The strange hail eased, and they left their shelters. Sharps felt better now. “All of you who live too far to get to your homes, go down and help the survivors in the building area. The rest of us will go get our families. In caravan. We’ll come back here if we can. Dan, what’s our best final destination?”

Forrester looked unhappy. “North. Not low ground. The rain… could last for months. All the old river valleys may be filled with water. There’s no place in the Los Angeles basin that’s safe. And there will be aftershocks from the earthquake…”

“So where?” Sharps demanded.

“The Mojave, eventually,” Forrester said. He wouldn’t be hurried. “But not at first, because there’s nothing growing there now. Eventually—”

“Yes, but now!” Sharps demanded.

“Foothills of the Sierras,” Forrester said. “Above the San Joaquin Valley.”

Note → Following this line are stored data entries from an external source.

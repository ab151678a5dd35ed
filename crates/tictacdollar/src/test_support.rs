//! Shared fixtures for unit tests.

use crate::{ContestantSetup, Difficulty, GameMode, MatchSetup, MatchState, Position, Side, Tuning};
use rand::SeedableRng;
use rand::rngs::StdRng;

/// Move order that fills the board without any run of three.
///
/// First's cells at even indices, Second's at odd, First's last cell at
/// the end. The finished board reads `FFSSF / SSFFS / FFSSF / SSFFS / FFSSF`.
pub const NO_RUN_ORDER: [(usize, usize); 25] = [
    (0, 0), (0, 2), (0, 1), (0, 3), (0, 4), (1, 0), (1, 2), (1, 1), (1, 3), (1, 4), (2, 0), (2, 2),
    (2, 1), (2, 3), (2, 4), (3, 0), (3, 2), (3, 1), (3, 3), (3, 4), (4, 0), (4, 2), (4, 1), (4, 3),
    (4, 4),
];

pub fn pos(row: usize, col: usize) -> Position {
    Position::new(row, col).expect("test position in bounds")
}

/// Human-vs-human match at `difficulty` with `first` to move.
pub fn match_at(first: Side, difficulty: Difficulty) -> MatchState {
    let setup = MatchSetup::new(
        ContestantSetup::new("Dog", "D"),
        ContestantSetup::new("Cat", "C"),
        difficulty,
        GameMode::HumanVsHuman,
    );
    let mut state = MatchState::new(setup, Tuning::standard(), &mut StdRng::seed_from_u64(0));
    state.to_move = first;
    state
}

/// Medium-difficulty match with `first` to move.
pub fn fresh_match(first: Side) -> MatchState {
    match_at(first, Difficulty::Medium)
}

“Porterville area?” Sharps asked.

“I don’t know where that is…”

Masterson reached into his station wagon and fished in the glove compartment. The rain was falling heavily now, and he kept the map inside the car. They stood outside, looking in at June Masterson and her children. The children were quiet. They watched the adults with awed eyes.

“Right here,” Masterson said.

Forrester studied the map. He’d never been there before, but it was easy to memorize the location. “Yes. I’d say that’s a good place.”

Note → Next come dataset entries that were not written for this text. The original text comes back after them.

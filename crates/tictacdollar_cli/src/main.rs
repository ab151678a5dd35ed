//! Tictacdollar - terminal entry point.

#![warn(missing_docs)]

use anyhow::Result;
use clap::Parser;
use tictacdollar_cli::cli::{Cli, Command};
use tictacdollar_cli::{
    MatchConfig, ModeKind, Session, SessionEvent, render, simulate, spawn_line_reader,
};
use tokio::sync::mpsc;
use tracing::{debug, info, instrument};
use tracing_subscriber::EnvFilter;

#[tokio::main]
async fn main() -> Result<()> {
    // Load .env file
    dotenvy::dotenv().ok();

    // Logs go to stderr so they never interleave with the board on stdout.
    tracing_subscriber::fmt()
        .with_env_filter(
            EnvFilter::try_from_default_env().unwrap_or_else(|_| EnvFilter::new("warn")),
        )
        .with_writer(std::io::stderr)
        .init();

    let cli = Cli::parse();
    let config = load_config(cli.config.as_deref())?;

    match cli.command {
        Command::Play {
            difficulty,
            vs_computer,
            pvp,
            seed,
        } => {
            let mut config = config;
            if let Some(difficulty) = difficulty {
                config = config.with_difficulty(difficulty);
            }
            if let Some(side) = vs_computer {
                config = config.with_computer_side(side);
            }
            if pvp {
                config = config.with_mode(ModeKind::Pvp);
            }
            if let Some(seed) = seed {
                config = config.with_seed(seed);
            }
            run_play(config).await
        }
        Command::Simulate {
            matches,
            seed,
            difficulty,
        } => {
            let config = match difficulty {
                Some(difficulty) => config.with_difficulty(difficulty),
                None => config,
            };
            let report = simulate(&config, matches, seed).await?;
            println!("{}", serde_json::to_string_pretty(&report)?);
            Ok(())
        }
        Command::ShowConfig => {
            print!("{}", config.to_toml()?);
            Ok(())
        }
        Command::Rules => {
            println!("{}", render::rules(&config.tuning_table()));
            Ok(())
        }
    }
}

fn load_config(path: Option<&std::path::Path>) -> Result<MatchConfig> {
    match path {
        Some(path) => Ok(MatchConfig::from_file(path)?),
        None => {
            debug!("No config file given, using defaults");
            Ok(MatchConfig::default())
        }
    }
}

/// Plays one interactive session on stdin/stdout.
#[instrument(skip(config), fields(mode = %config.mode(), difficulty = %config.difficulty()))]
async fn run_play(config: MatchConfig) -> Result<()> {
    info!("Starting interactive session");

    let input = spawn_line_reader(std::io::BufReader::new(std::io::stdin()));

    let (event_tx, mut event_rx) = mpsc::unbounded_channel();
    let ui = tokio::spawn(async move {
        while let Some(event) = event_rx.recv().await {
            print_event(&event);
        }
    });

    let mut session = Session::from_config(&config, input, event_tx);
    let summary = session.run().await?;
    drop(session);
    ui.await?;

    if summary.quit {
        println!("Bye.");
    }
    debug!(?summary, "Session finished");
    Ok(())
}

fn print_event(event: &SessionEvent) {
    for line in render::describe(event) {
        println!("{}", line);
    }
    if let Some(state) = render::snapshot(event) {
        println!();
        print!("{}", render::board(state));
        println!("{}", render::status(state));
    }
}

“Jellison’s ranch,” Sharps said. “It’s there! He knows me, he’ll take us in. We’ll go there. If we get separated, we’ll meet there.” He pointed on the map. “Ask for Senator Jellison’s placer Now, those that aren’t coming with us immediately, get down and help survivors. Al, can you get any of these other cars started?”

“Yes, sir.” Masterson looked relieved. So did the others. They’d been used to taking orders from Sharps for years; and it felt right to have him in command again. They wouldn’t obey him like soldiers, but they needed to be told to do what they wanted to do anyway.

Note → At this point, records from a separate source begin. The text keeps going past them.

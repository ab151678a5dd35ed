//! Player trait and implementations.

mod advisor;
mod human;

pub use advisor::AdvisorPlayer;
pub use human::{HumanPlayer, InputLines, spawn_line_reader};

use anyhow::Result;
use tictacdollar::{MatchState, Position};

/// What a player wants to happen next.
#[derive(Debug, Clone, PartialEq, Eq)]
pub enum Command {
    /// Place a marker for the side to act.
    Play(Position),
    /// Abandon this match and start a new one with the same setup.
    Restart,
    /// Leave the session.
    Quit,
    /// Show the rules.
    Help,
    /// Input that could not be understood.
    Unrecognized(String),
}

impl Command {
    /// Parses one line of human input.
    pub fn parse(line: &str) -> Self {
        let trimmed = line.trim();
        match trimmed.to_ascii_lowercase().as_str() {
            "q" | "quit" | "exit" => Command::Quit,
            "r" | "restart" => Command::Restart,
            "h" | "help" | "?" => Command::Help,
            _ => match Position::parse(trimmed) {
                Some(position) => Command::Play(position),
                None => Command::Unrecognized(trimmed.to_string()),
            },
        }
    }
}

/// Trait for players that can make moves.
#[async_trait::async_trait]
pub trait Player: Send {
    /// Decides what to do on `state`, where this player's side is to act.
    async fn choose(&mut self, state: &MatchState) -> Result<Command>;

    /// Whether this player is driven by keyboard input.
    fn is_human(&self) -> bool;

    /// Returns the player's display name.
    fn name(&self) -> &str;
}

“Dan, you’ll come on the caravan with us,” Sharps said. “You wouldn’t be much use down below—”

“No,” Forrester said.

“What?” Sharps was certain he’d misunderstood. The thunder was continuous, and now there was the sound of rising wind.

“Can’t,” Forrester said. “Need insulin.”

It was then that Sharps remembered that Dan Forrester was a diabetic. “We can come by your place—”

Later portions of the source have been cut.